Run the demo

Note

The tutorial is for FuxiCTR v1.1.

We provide multiple demo scripts to run a given model on the tiny dataset. Please follow these examples to get started. The code workflow is structured as follows:

# Set data params and model params
params = {...}

# Define the feature encoder with feature encoding specs
feature_encoder = FeatureEncoder(feature_cols, label_col, ...) # 

# Build dataset from csv to h5
datasets.build_dataset(feature_encoder, train_data, valid_data, test_data)

# Get feature_map that are required for data loading and model training.
feature_map = feature_encoder.feature_map

# Load data generators
train_gen, valid_gen = datasets.h5_generator(feature_map, ...)
                                             
# Define a model
model = DeepFM(feature_map, ...)

# Train the model
model.fit_generator(train_gen, validation_data=valid_gen, ...)

# Load test data generator and evaluation
test_gen = datasets.h5_generator(feature_map, ...)
model.evaluate_generator(test_gen)

.

In the following, we show the demo DeepFM_demo.py.

import os
import logging
from datetime import datetime
from fuxictr import datasets
from fuxictr.datasets.taobao import FeatureEncoder
from fuxictr.features import FeatureMap
from fuxictr.utils import load_config, set_logger, print_to_json
from fuxictr.pytorch.models import DeepFM
from fuxictr.pytorch.torch_utils import seed_everything

After importing the required packages, one needs to define the params dict for DeepFM.

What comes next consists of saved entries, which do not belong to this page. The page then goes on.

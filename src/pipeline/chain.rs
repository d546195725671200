use std::marker::PhantomData;

use async_trait::async_trait;
use tokio::sync::mpsc;

use crate::error::Result;
use crate::pipeline::adapters::{FilterMapPipe, FilterPipe, InspectPipe, MapPipe};
use crate::pipeline::cancel::CancelToken;
use crate::pipeline::pipe::Pipe;

/// Two stages running concurrently in one task, joined by a mid channel.
///
/// If either half fails, the shared token is triggered so the other half
/// stops promptly instead of blocking on a dead channel.
pub struct Chain<A, B, M> {
    a: A,
    b: B,
    _m: PhantomData<fn() -> M>,
}

impl<A, B, M> Chain<A, B, M> {
    pub fn new(a: A, b: B) -> Self {
        Self {
            a,
            b,
            _m: PhantomData,
        }
    }
}

#[async_trait]
impl<I, M, O, A, B> Pipe<I, O> for Chain<A, B, M>
where
    I: Send + 'static,
    M: Send + 'static,
    O: Send + 'static,
    A: Pipe<I, M> + Send + Sync,
    B: Pipe<M, O> + Send + Sync,
{
    fn stage_name(&self) -> &'static str {
        "chain"
    }

    async fn process(
        &self,
        input: mpsc::Receiver<I>,
        output: mpsc::Sender<O>,
        buffer: usize,
        cancel: CancelToken,
    ) -> Result<()> {
        let (tx_mid, rx_mid) = mpsc::channel::<M>(buffer);

        let left = self.a.process(input, tx_mid, buffer, cancel.clone());
        let right = self.b.process(rx_mid, output, buffer, cancel.clone());

        tokio::pin!(left);
        tokio::pin!(right);

        let mut left_done = false;
        let mut right_done = false;
        let mut left_res: Option<Result<()>> = None;
        let mut right_res: Option<Result<()>> = None;

        loop {
            tokio::select! {
                res = &mut left, if !left_done => {
                    left_done = true;
                    if res.is_err() {
                        cancel.cancel();
                    }
                    left_res = Some(res);
                }
                res = &mut right, if !right_done => {
                    right_done = true;
                    if res.is_err() {
                        cancel.cancel();
                    }
                    right_res = Some(res);
                }
            }

            if left_done && right_done {
                break;
            }
        }

        left_res.unwrap_or(Ok(()))?;
        right_res.unwrap_or(Ok(()))?;
        Ok(())
    }
}

pub trait PipeExt<I, O>: Pipe<I, O> + Sized
where
    I: Send + 'static,
    O: Send + 'static,
{
    fn pipe<N, P2>(self, next: P2) -> Chain<Self, P2, O>
    where
        N: Send + 'static,
        P2: Pipe<O, N> + Send + Sync,
        Self: Send + Sync,
    {
        Chain::new(self, next)
    }

    fn map<N, F>(self, f: F) -> Chain<Self, MapPipe<F>, O>
    where
        N: Send + 'static,
        F: Fn(O) -> N + Send + Sync + 'static,
        Self: Send + Sync,
    {
        Chain::new(self, MapPipe(f))
    }

    fn filter<F>(self, pred: F) -> Chain<Self, FilterPipe<F>, O>
    where
        F: Fn(&O) -> bool + Send + Sync + 'static,
        Self: Send + Sync,
    {
        Chain::new(self, FilterPipe(pred))
    }

    fn filter_map<N, F>(self, f: F) -> Chain<Self, FilterMapPipe<F>, O>
    where
        N: Send + 'static,
        F: Fn(O) -> Option<N> + Send + Sync + 'static,
        Self: Send + Sync,
    {
        Chain::new(self, FilterMapPipe(f))
    }

    fn inspect<F>(self, f: F) -> Chain<Self, InspectPipe<F>, O>
    where
        F: Fn(&O) + Send + Sync + 'static,
        Self: Send + Sync,
    {
        Chain::new(self, InspectPipe(f))
    }
}

impl<I, O, P> PipeExt<I, O> for P
where
    I: Send + 'static,
    O: Send + 'static,
    P: Pipe<I, O> + Sized + Send + Sync,
{
}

feature_cols = [{'name': ["userid","adgroup_id","pid","cate_id","campaign_id","customer","brand","cms_segid",
                          "cms_group_id","final_gender_code","age_level","pvalue_level","shopping_level","occupation"],
                 'active': True, 'dtype': 'str', 'type': 'categorical'}]
label_col = {'name': 'clk', 'dtype': float}

params = {'model_id': 'DeepFM_demo',
          'dataset_id': 'taobao_tiny',
          'train_data': '../data/tiny_data/train_sample.csv',
          'valid_data': '../data/tiny_data/valid_sample.csv',
          'test_data': '../data/tiny_data/test_sample.csv',
          'model_root': '../checkpoints/',
          'data_root': '../data/',
          'feature_cols': feature_cols,
          'label_col': label_col,
          'embedding_regularizer': 0,
          'net_regularizer': 0,
          'hidden_units': [64, 64],
          'hidden_activations': "relu",
          'learning_rate': 1e-3,
          'net_dropout': 0,
          'batch_norm': False,
          'optimizer': 'adam',
          'task': 'binary_classification',
          'loss': 'binary_crossentropy',
          'metrics': ['logloss', 'AUC'],
          'min_categr_count': 1,
          'embedding_dim': 10,
          'batch_size': 16,
          'epochs': 3,
          'shuffle': True,
          'seed': 2019,
          'monitor': 'AUC',
          'monitor_mode': 'max',
          'use_hdf5': True,
          'pickle_feature_encoder': True,
          'save_best_only': True,
          'every_x_epochs': 1,
          'patience': 2,
          'num_workers': 1,
          'partition_block_size': -1,
          'verbose': 1,
          'version': 'pytorch',
          'gpu': -1}

# Set the logger and random seed
set_logger(params)
logging.info(print_to_json(params))
seed_everything(seed=params['seed'])

Then set the FeatureEncoder to fit the training data and encode the raw features (e.g., normalizing continious values and mapping/reindex categorical features) from csv files.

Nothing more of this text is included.